Just who “owns” the code has been controversial since the start of vaccine development, when Donald Trump authorized spending known as Operation Warp Speed to hasten the work. Actually, U.S. and E.U. taxpayers provided most of the financing for vaccine development by Moderna, while Pfizer got money from the German government, and China and Russia provided state funds for their vaccines. U.S. taxpayer money went to several vaccine distributors to guarantee billions of dollars’ worth of purchases.
But India and South Africa argued that this is no time for any country or company to own the manufacturing rights to a vaccine that can halt pandemic, and after a lot of bureaucratic anguish, Biden announced his decision this week.
Still, the realities on the ground tell a different story, one that ought to remind us about the gap in policy announcements, however controversial, brave or disputed, and actual execution that gets the job done.
Even if the WTO approves global sharing of pharmaceutical code, that patent waiver alone would not increase the world’s vaccine supply.
This is more than some theoretical argument between liberal who want shared vaccine manufacture in the name of caring and the greed of a drug industry that wonders aloud about innovation and capitalism.
For openers, vaccine manufacture is not easy. It is time-consuming, exacting and requires extensive supply chains and technical knowledge. Pfizer officials have said the company’s vaccine requires 280 components from 86 suppliers in 19 countries, as well as highly specialized equipment and personnel.
Secondly, effective manufacture needs good supervision. We saw the shutdown of that manufacturing facility in Baltimore where 15 million doses of Johnson & Johnson vaccines were ruined by mistakes in the technical mixing processes.

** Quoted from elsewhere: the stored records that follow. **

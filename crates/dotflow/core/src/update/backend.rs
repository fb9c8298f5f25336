// Dotflow
// Copyright (C) 2025 Synerthink

// This program is free software: you can redistribute it and/or modify
// it under the terms of the GNU Affero General Public License as published by
// the Free Software Foundation, either version 3 of the License, or
// (at your option) any later version.

// This program is distributed in the hope that it will be useful,
// but WITHOUT ANY WARRANTY; without even the implied warranty of
// MERCHANTABILITY or FITNESS FOR A PARTICULAR PURPOSE.  See the
// GNU Affero General Public License for more details.

// You should have received a copy of the GNU Affero General Public License
// along with this program.  If not, see <http://www.gnu.org/licenses/>.

use crate::fs::FileSystem;
use parking_lot::Mutex;
use serde::Deserialize;
use std::collections::{BTreeMap, HashMap};
use std::path::{Path, PathBuf};
use std::process::{Child, Command};
use thiserror::Error;
use tracing::warn;

#[derive(Debug, Error)]
pub enum BackendError {
    #[error("I/O error: {0}")]
    Io(#[from] std::io::Error),
    #[error("Unknown job: {0}")]
    UnknownJob(String),
    #[error("This backend cannot wait on externally spawned jobs")]
    ChildJobsUnsupported,
}

#[derive(Debug, Clone, Copy, PartialEq, Eq)]
pub enum JobStatus {
    Running,
    Exited(i32),
}

/// Everything a backend needs to run one operation.
#[derive(Debug, Clone)]
pub struct Invocation {
    /// Qualified operation name, `module.part`.
    pub script: String,
    /// Workspace-relative path of the script file.
    pub script_file: String,
    /// Absolute directory the runner executes in.
    pub workdir: PathBuf,
    /// Runner binary.
    pub runner: String,
    /// Where captured stdout/stderr goes.
    pub log_path: PathBuf,
    /// Where the operation writes its run output payload.
    pub output_path: PathBuf,
}

/// How scripts get executed. The driver submits every script of a round,
/// then waits on each; a synchronous backend may run the job inside
/// [`ExecutionBackend::submit`] and make the wait trivial.
pub trait ExecutionBackend: Send + Sync {
    /// Start the job, returning a backend-scoped job id.
    fn submit(&self, invocation: &Invocation) -> Result<String, BackendError>;

    fn poll(&self, job: &str) -> Result<JobStatus, BackendError>;

    /// Block until the job exits and return its exit code.
    fn wait(&self, job: &str) -> Result<i32, BackendError>;

    /// Block on jobs the operation spawned itself, outside this backend.
    fn wait_external(&self, _jobs: &[String]) -> Result<Vec<i32>, BackendError> {
        Err(BackendError::ChildJobsUnsupported)
    }
}

/// Runs each operation as a local subprocess, synchronously at submit time.
#[derive(Default)]
pub struct DirectBackend {
    exits: Mutex<HashMap<String, i32>>,
}

impl DirectBackend {
    pub fn new() -> Self {
        Self::default()
    }
}

impl ExecutionBackend for DirectBackend {
    fn submit(&self, invocation: &Invocation) -> Result<String, BackendError> {
        let log = std::fs::File::create(&invocation.log_path)?;
        let status = Command::new(&invocation.runner)
            .arg("run")
            .arg(&invocation.script_file)
            .arg(&invocation.script)
            .current_dir(&invocation.workdir)
            .env("DOTFLOW_OUTPUT", &invocation.output_path)
            .stdout(log.try_clone()?)
            .stderr(log)
            .status();
        let code = match status {
            Ok(s) => s.code().unwrap_or(-1),
            Err(e) => {
                warn!(script = %invocation.script, error = %e, "runner did not start");
                -1
            }
        };
        self.exits.lock().insert(invocation.script.clone(), code);
        Ok(invocation.script.clone())
    }

    fn poll(&self, job: &str) -> Result<JobStatus, BackendError> {
        match self.exits.lock().get(job) {
            Some(&code) => Ok(JobStatus::Exited(code)),
            None => Err(BackendError::UnknownJob(job.to_string())),
        }
    }

    fn wait(&self, job: &str) -> Result<i32, BackendError> {
        match self.exits.lock().remove(job) {
            Some(code) => Ok(code),
            None => Err(BackendError::UnknownJob(job.to_string())),
        }
    }
}

/// Submit-and-poll backend: submission spawns the subprocess without
/// blocking, so a whole round runs concurrently before the driver starts
/// waiting.
#[derive(Default)]
pub struct SpawnBackend {
    children: Mutex<HashMap<String, Child>>,
}

impl SpawnBackend {
    pub fn new() -> Self {
        Self::default()
    }
}

impl ExecutionBackend for SpawnBackend {
    fn submit(&self, invocation: &Invocation) -> Result<String, BackendError> {
        let log = std::fs::File::create(&invocation.log_path)?;
        let child = Command::new(&invocation.runner)
            .arg("run")
            .arg(&invocation.script_file)
            .arg(&invocation.script)
            .current_dir(&invocation.workdir)
            .env("DOTFLOW_OUTPUT", &invocation.output_path)
            .stdout(log.try_clone()?)
            .stderr(log)
            .spawn()?;
        self.children.lock().insert(invocation.script.clone(), child);
        Ok(invocation.script.clone())
    }

    fn poll(&self, job: &str) -> Result<JobStatus, BackendError> {
        let mut children = self.children.lock();
        let child = children.get_mut(job).ok_or_else(|| BackendError::UnknownJob(job.to_string()))?;
        match child.try_wait()? {
            Some(status) => Ok(JobStatus::Exited(status.code().unwrap_or(-1))),
            None => Ok(JobStatus::Running),
        }
    }

    fn wait(&self, job: &str) -> Result<i32, BackendError> {
        let child = self.children.lock().remove(job);
        match child {
            Some(mut child) => Ok(child.wait()?.code().unwrap_or(-1)),
            None => Err(BackendError::UnknownJob(job.to_string())),
        }
    }
}

/// Payload an operation leaves behind for the driver. Fast operations
/// report per-target difference flags; operations that spawn their own
/// jobs report the ids to wait on.
#[derive(Debug, Clone, Default, Deserialize)]
pub struct RunOutput {
    #[serde(default)]
    pub child_jobs: Vec<String>,
    #[serde(default)]
    pub diffs: BTreeMap<String, bool>,
}

/// Run output of a finished job, or the default payload when the file is
/// absent or unreadable.
pub fn read_run_output(fs: &dyn FileSystem, path: &Path) -> RunOutput {
    let Ok(data) = fs.read(path) else { return RunOutput::default() };
    match serde_json::from_slice(&data) {
        Ok(output) => output,
        Err(e) => {
            warn!(path = %path.display(), error = %e, "unreadable run output, ignoring it");
            RunOutput::default()
        }
    }
}

#[cfg(test)]
mod tests {
    use super::*;
    use crate::fs::StdFileSystem;
    use tempfile::TempDir;

    #[test]
    fn test_run_output_defaults_when_absent() {
        let dir = TempDir::new().unwrap();
        let output = read_run_output(&StdFileSystem, &dir.path().join("missing.json"));
        assert!(output.child_jobs.is_empty());
        assert!(output.diffs.is_empty());
    }

    #[test]
    fn test_run_output_parses_diffs() {
        let dir = TempDir::new().unwrap();
        let path = dir.path().join("out.json");
        std::fs::write(&path, br#"{"diffs":{"out/data":false},"child_jobs":["12"]}"#).unwrap();
        let output = read_run_output(&StdFileSystem, &path);
        assert_eq!(output.diffs.get("out/data"), Some(&false));
        assert_eq!(output.child_jobs, vec!["12".to_string()]);
    }

    #[test]
    fn test_direct_backend_reports_failed_start() {
        let dir = TempDir::new().unwrap();
        let backend = DirectBackend::new();
        let invocation = Invocation {
            script: "gen.build".to_string(),
            script_file: "gen.flow".to_string(),
            workdir: dir.path().to_path_buf(),
            runner: dir.path().join("no-such-runner").display().to_string(),
            log_path: dir.path().join("log"),
            output_path: dir.path().join("out.json"),
        };
        let job = backend.submit(&invocation).unwrap();
        assert_eq!(backend.poll(&job).unwrap(), JobStatus::Exited(-1));
        assert_eq!(backend.wait(&job).unwrap(), -1);
        assert!(backend.wait(&job).is_err());
    }
}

So, some level of technical transfer of information, technical know-how and personnel are required here to allow effective vaccine making elsewhere, based on investments in countries that cannot afford such manufacturing plants now.
And then there is the clock. With hundreds of thousands of new coronavirus cases a day reported in India, the idea of more vaccine manufacturers a year from now or later hardly seems an effective response to the scale of what we’re seeing right now.
Where’s Our Will?
Perhaps the most important question here is not about patent protection but about whether we care sufficiently about the rest of the world.
Just why has this issue emerged from progressives in the United States, backed by Senators Bernie Sanders, I-Vt., and Elizabeth Warren, D-Mass.? Why isn’t the idea of a strong America arriving on a white horse with adequate supplies of vaccines or oxygen or whatever else is needed a reflection of the political Right as well as the Left?
For that matter, even New York Times columnist David Brooks finds it pathetic that we’ve lost even the national will to do the best for our own common national vaccine effort, never mind the world.
Trump had blocked any sharing of patented information without a lot more to say about global spread, other than to constantly blame China for “starting” the disease and the World Health Organization for not sufficiently blaming China for doing so. Trump sponsored Warp Speed, but never planned for distribution of vaccines even domestically, never mind internationally, and he has been pretty wishy-washy about promoting vaccines as it became clear that large portions of his political base were aligning with anti-vaxx forces over perceived questions of personal liberty.
The reason it is called pandemic and not described as a U.S.-only problem is that we won’t be free of coronavirus while others around the world continue to host it and let it mutate — and then travel here.
Yet, somehow, we hear nothing about this from Republicans who under Trump drifted into the numbness of global isolationism and scorn for anything not American. You would think there would be either a self-protection discussion going on or a desire to use coronavirus help, as Russia and China are actively doing, for international sway, tying help to diplomacy and national branding.
Let’s give Biden a good grade for looking at the whole problem of coronavirus, but remember that none of these singular policies is sufficient to guarantee good outcomes.